Los escritores y artistas coetáneos de Mella y Rubén abandonaron el ensimismamiento de sus predecesores. Accedieron a la prensa y fundaron revistas. Acercaron el oído a la cultura popular. Con Roldán y Caturla incorporaron el legado africano a la tradición sinfónica. Músicos, artistas plásticos y escritores establecieron el diálogo entre lo nacional y lo universal. Se definieron las voces de Nicolás Guillén y Regino Pedroso. En el musicólogo Alejo Carpentier comenzaba a madurar el futuro narrador. En la política y en la creación, se fortaleció el intercambio con la América Latina. La revolución mexicana y los proyectos culturales que dimanaron de ella deslumbraron a todos como contrapartida posible a la realidad de un continente en parte sojuzgado por dictaduras aliadas a Machado. Proliferaron los manifiestos en solidaridad con lo que estaba sucediendo en otras tierras. Entonces, el «asno con garras» reconoció en los intelectuales un peligro potencial. En 1927 edificó una descomunal «causa comunista». Arremetió contra obreros, contra la Universidad Popular José Martí y contra los miembros del Grupo Minorista. Carpentier y José Antonio Fernández de Castro fueron a dar con sus huesos a la cárcel.

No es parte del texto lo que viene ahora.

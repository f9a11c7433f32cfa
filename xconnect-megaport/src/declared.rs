//! Declared state of a VXC
//!
//! Parses the host's attribute map into typed values and turns them into the
//! order and update payloads the API expects. Unset optional attributes stay
//! `None` all the way to the wire.

use std::collections::HashMap;
use std::fmt;

use xconnect_core::{Resource, Value};

use crate::api::{AssociatedVxcOrder, OrderEnd, VxcOrder, VxcUpdate};
use crate::error::{MegaportError, MegaportResult};
use crate::partner::PartnerConfig;

/// Highest value a 12-bit VLAN tag can take
pub const MAX_VLAN: u16 = 4095;

/// Kind of connection, selected by the resource type
#[derive(Debug, Clone, Copy, PartialEq, Eq, Hash)]
pub enum ConnectionKind {
    /// VXC from a port to an AWS partner port, with a partner config on the B-end
    AwsCloud,
    /// VXC between two of the customer's own products
    Private,
}

impl ConnectionKind {
    pub const ALL: [ConnectionKind; 2] = [ConnectionKind::AwsCloud, ConnectionKind::Private];

    pub fn from_resource_type(resource_type: &str) -> MegaportResult<Self> {
        Self::ALL
            .into_iter()
            .find(|k| k.resource_type() == resource_type)
            .ok_or_else(|| MegaportError::UnsupportedResourceType(resource_type.to_string()))
    }

    pub fn resource_type(&self) -> &'static str {
        match self {
            ConnectionKind::AwsCloud => "aws_vxc",
            ConnectionKind::Private => "private_vxc",
        }
    }

    pub fn as_str(&self) -> &'static str {
        match self {
            ConnectionKind::AwsCloud => "aws-cloud",
            ConnectionKind::Private => "private",
        }
    }

    /// Partner connection type used when the B-end does not name one
    pub fn default_connect_type(&self) -> Option<&'static str> {
        match self {
            ConnectionKind::AwsCloud => Some("AWS"),
            ConnectionKind::Private => None,
        }
    }
}

impl fmt::Display for ConnectionKind {
    fn fmt(&self, f: &mut fmt::Formatter<'_>) -> fmt::Result {
        f.write_str(self.as_str())
    }
}

/// One attachment point
#[derive(Debug, Clone, PartialEq)]
pub struct DeclaredEnd {
    pub product_uid: String,
    /// `None` lets the API pick a tag
    pub vlan: Option<u16>,
}

/// Declared state of one VXC
#[derive(Debug, Clone, PartialEq)]
pub struct DeclaredVxc {
    pub kind: ConnectionKind,
    pub name: String,
    pub rate_limit: u64,
    pub invoice_reference: Option<String>,
    pub a_end: DeclaredEnd,
    pub b_end: DeclaredEnd,
    /// Present exactly when the kind has a partner-facing end
    pub partner: Option<PartnerConfig>,
}

impl DeclaredVxc {
    pub fn from_resource(resource: &Resource) -> MegaportResult<Self> {
        let kind = ConnectionKind::from_resource_type(&resource.id.resource_type)?;
        Self::from_attributes(kind, &resource.attributes)
    }

    pub fn from_attributes(
        kind: ConnectionKind,
        attributes: &HashMap<String, Value>,
    ) -> MegaportResult<Self> {
        let attrs = Attributes::root(attributes);
        let a = attrs.block("a_end")?;
        let b = attrs.block("b_end")?;

        let a_end = DeclaredEnd {
            product_uid: a.required_str("product_uid")?,
            vlan: a.vlan("vlan")?,
        };

        let (b_end, partner) = match kind.default_connect_type() {
            Some(default_type) => {
                let connect_type = b
                    .optional_str("connect_type")?
                    .unwrap_or_else(|| default_type.to_string());
                let partner = PartnerConfig::from_block(&connect_type, &b)?;
                let end = DeclaredEnd {
                    product_uid: b.required_str("product_uid")?,
                    vlan: None,
                };
                (end, Some(partner))
            }
            None => {
                let end = DeclaredEnd {
                    product_uid: b.required_str("product_uid")?,
                    vlan: b.vlan("vlan")?,
                };
                (end, None)
            }
        };

        Ok(Self {
            kind,
            name: attrs.required_str("name")?,
            rate_limit: attrs.required_u64("rate_limit")?,
            invoice_reference: attrs.optional_str("invoice_reference")?,
            a_end,
            b_end,
            partner,
        })
    }

    /// Order payload shared by validate and buy. Each call builds a fresh value.
    pub fn order(&self) -> Vec<VxcOrder> {
        let a_end = self.a_end.vlan.map(|vlan| OrderEnd {
            vlan: Some(vlan),
            ..Default::default()
        });
        let b_end = OrderEnd {
            product_uid: Some(self.b_end.product_uid.clone()),
            vlan: self.b_end.vlan,
            partner_config: self.partner.as_ref().map(PartnerConfig::build),
        };

        vec![VxcOrder {
            product_uid: self.a_end.product_uid.clone(),
            associated_vxcs: vec![AssociatedVxcOrder {
                product_name: self.name.clone(),
                rate_limit: self.rate_limit,
                cost_centre: self.invoice_reference.clone(),
                a_end,
                b_end,
            }],
        }]
    }

    /// Update payload carrying only the mutable attributes. Product UIDs and
    /// partner settings are never sent.
    pub fn update_request(&self) -> VxcUpdate {
        VxcUpdate {
            name: self.name.clone(),
            rate_limit: self.rate_limit,
            cost_centre: self.invoice_reference.clone().unwrap_or_default(),
            a_end_vlan: self.a_end.vlan,
            b_end_vlan: match self.kind {
                ConnectionKind::Private => self.b_end.vlan,
                ConnectionKind::AwsCloud => None,
            },
        }
    }
}

// =============================================================================
// Attribute access
// =============================================================================

/// View over an attribute map that reports errors with the full attribute path
pub(crate) struct Attributes<'a> {
    prefix: Option<&'static str>,
    map: &'a HashMap<String, Value>,
}

impl<'a> Attributes<'a> {
    pub(crate) fn root(map: &'a HashMap<String, Value>) -> Self {
        Self { prefix: None, map }
    }

    pub(crate) fn nested(prefix: &'static str, map: &'a HashMap<String, Value>) -> Self {
        Self {
            prefix: Some(prefix),
            map,
        }
    }

    fn path(&self, key: &str) -> String {
        match self.prefix {
            Some(prefix) => format!("{}.{}", prefix, key),
            None => key.to_string(),
        }
    }

    /// Nested block, given either as a map or as a single-element list of maps
    pub(crate) fn block(&self, key: &'static str) -> MegaportResult<Attributes<'a>> {
        let map = match self.map.get(key) {
            Some(Value::Map(m)) => m,
            Some(Value::List(items)) => match items.as_slice() {
                [Value::Map(m)] => m,
                _ => {
                    return Err(MegaportError::invalid(
                        self.path(key),
                        "expected exactly one block",
                    ));
                }
            },
            Some(_) => return Err(MegaportError::invalid(self.path(key), "expected a block")),
            None => return Err(MegaportError::MissingAttribute(self.path(key))),
        };
        Ok(Attributes::nested(key, map))
    }

    /// String attribute; an empty string counts as unset
    pub(crate) fn optional_str(&self, key: &str) -> MegaportResult<Option<String>> {
        match self.map.get(key) {
            None => Ok(None),
            Some(Value::String(s)) if s.is_empty() => Ok(None),
            Some(Value::String(s)) => Ok(Some(s.clone())),
            Some(_) => Err(MegaportError::invalid(self.path(key), "expected a string")),
        }
    }

    pub(crate) fn required_str(&self, key: &str) -> MegaportResult<String> {
        self.optional_str(key)?
            .ok_or_else(|| MegaportError::MissingAttribute(self.path(key)))
    }

    pub(crate) fn optional_int(&self, key: &str) -> MegaportResult<Option<i64>> {
        match self.map.get(key) {
            None => Ok(None),
            Some(Value::Int(i)) => Ok(Some(*i)),
            Some(_) => Err(MegaportError::invalid(self.path(key), "expected an integer")),
        }
    }

    pub(crate) fn required_u64(&self, key: &str) -> MegaportResult<u64> {
        let value = self
            .optional_int(key)?
            .ok_or_else(|| MegaportError::MissingAttribute(self.path(key)))?;
        u64::try_from(value)
            .map_err(|_| MegaportError::invalid(self.path(key), "must not be negative"))
    }

    pub(crate) fn required_u32(&self, key: &str) -> MegaportResult<u32> {
        let value = self
            .optional_int(key)?
            .ok_or_else(|| MegaportError::MissingAttribute(self.path(key)))?;
        u32::try_from(value).map_err(|_| {
            MegaportError::invalid(self.path(key), format!("{} is out of range", value))
        })
    }

    /// VLAN tag; absent or 0 means unset
    pub(crate) fn vlan(&self, key: &str) -> MegaportResult<Option<u16>> {
        match self.optional_int(key)? {
            None | Some(0) => Ok(None),
            Some(v) => u16::try_from(v)
                .ok()
                .filter(|tag| *tag <= MAX_VLAN)
                .map(Some)
                .ok_or_else(|| {
                    MegaportError::invalid(
                        self.path(key),
                        format!("{} is outside 0..={}", v, MAX_VLAN),
                    )
                }),
        }
    }
}

#[cfg(test)]
mod tests {
    use super::*;
    use serde_json::json;

    fn block(pairs: &[(&str, Value)]) -> Value {
        Value::Map(
            pairs
                .iter()
                .map(|(k, v)| (k.to_string(), v.clone()))
                .collect(),
        )
    }

    fn private_resource() -> Resource {
        Resource::new("private_vxc", "core")
            .with_attribute("name", "core-link".into())
            .with_attribute("rate_limit", Value::Int(500))
            .with_attribute(
                "a_end",
                block(&[("product_uid", "port-a".into()), ("vlan", Value::Int(0))]),
            )
            .with_attribute(
                "b_end",
                Value::List(vec![block(&[
                    ("product_uid", "port-b".into()),
                    ("vlan", Value::Int(120)),
                ])]),
            )
    }

    #[test]
    fn parses_private_vxc() {
        let declared = DeclaredVxc::from_resource(&private_resource()).unwrap();
        assert_eq!(declared.kind, ConnectionKind::Private);
        assert_eq!(declared.a_end.vlan, None);
        assert_eq!(declared.b_end.vlan, Some(120));
        assert!(declared.partner.is_none());
        assert_eq!(declared.invoice_reference, None);
    }

    #[test]
    fn private_order_omits_unset_vlan_and_cost_centre() {
        let declared = DeclaredVxc::from_resource(&private_resource()).unwrap();
        assert_eq!(
            serde_json::to_value(declared.order()).unwrap(),
            json!([{
                "productUid": "port-a",
                "associatedVxcs": [{
                    "productName": "core-link",
                    "rateLimit": 500,
                    "bEnd": {"productUid": "port-b", "vlan": 120}
                }]
            }])
        );
    }

    #[test]
    fn update_request_has_only_mutable_fields() {
        let resource = private_resource()
            .with_attribute("invoice_reference", "cc-42".into())
            .with_attribute(
                "a_end",
                block(&[("product_uid", "port-a".into()), ("vlan", Value::Int(7))]),
            );
        let declared = DeclaredVxc::from_resource(&resource).unwrap();
        assert_eq!(
            serde_json::to_value(declared.update_request()).unwrap(),
            json!({
                "name": "core-link",
                "rateLimit": 500,
                "costCentre": "cc-42",
                "aEndVlan": 7,
                "bEndVlan": 120
            })
        );
    }

    #[test]
    fn rejects_out_of_range_vlan() {
        let resource = private_resource().with_attribute(
            "a_end",
            block(&[("product_uid", "port-a".into()), ("vlan", Value::Int(4096))]),
        );
        match DeclaredVxc::from_resource(&resource) {
            Err(MegaportError::InvalidAttribute { attribute, .. }) => {
                assert_eq!(attribute, "a_end.vlan")
            }
            other => panic!("expected invalid attribute, got {:?}", other),
        }
    }

    #[test]
    fn rejects_negative_rate_limit() {
        let resource = private_resource().with_attribute("rate_limit", Value::Int(-1));
        assert!(matches!(
            DeclaredVxc::from_resource(&resource),
            Err(MegaportError::InvalidAttribute { .. })
        ));
    }

    #[test]
    fn reports_missing_nested_attribute_path() {
        let resource =
            private_resource().with_attribute("b_end", block(&[("vlan", Value::Int(3))]));
        match DeclaredVxc::from_resource(&resource) {
            Err(MegaportError::MissingAttribute(path)) => assert_eq!(path, "b_end.product_uid"),
            other => panic!("expected missing attribute, got {:?}", other),
        }
    }

    #[test]
    fn unknown_resource_type() {
        let resource = Resource::new("gcp_vxc", "x");
        assert!(matches!(
            DeclaredVxc::from_resource(&resource),
            Err(MegaportError::UnsupportedResourceType(t)) if t == "gcp_vxc"
        ));
    }

    #[test]
    fn connection_kind_names() {
        assert_eq!(
            ConnectionKind::from_resource_type("aws_vxc").unwrap(),
            ConnectionKind::AwsCloud
        );
        assert_eq!(ConnectionKind::AwsCloud.to_string(), "aws-cloud");
        assert_eq!(ConnectionKind::Private.as_str(), "private");
    }
}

Con la intervención instaurada por Caffery, Batista y Mendieta se inició una etapa de aparente reflujo revolucionario. Muchos se dejaron arrastrar por las tentaciones de una política desacreditada y corrupta. Sin embargo, la experiencia vivida dejó una simiente. El país ya no era el mismo. El sueño de una nación renovada persistía en el movimiento estudiantil, en el sector obrero y en zonas significativas de las capas medias. Marginada de los circuitos de circulación, la obra de los escritores y artistas seguía construyendo su legado desde la resistencia, rasgo común a pesar de diferencias generacionales, estéticas e ideológicas. En el mítico Hurón Azul, de Carlos Enríquez, se mantenía el espíritu de la primera vanguardia. También en el actual municipio de Arroyo Naranjo, la casa de Eliseo Diego acogía, junto a José Lezama Lima, a los animadores del grupo Orígenes. Más allá de las contradicciones, unos y otros se entregaban a la tarea de pensar y hacer la nación.
En medio de los huracanes que nos azotan, la Jornada de la Cultura cubana debe convocarnos a una reflexión productiva. Se impone profundizar en el conocimiento de lo que somos, así como proponernos la investigación y la relectura creativa de los rasgos vigentes de la herencia que nos ha nutrido.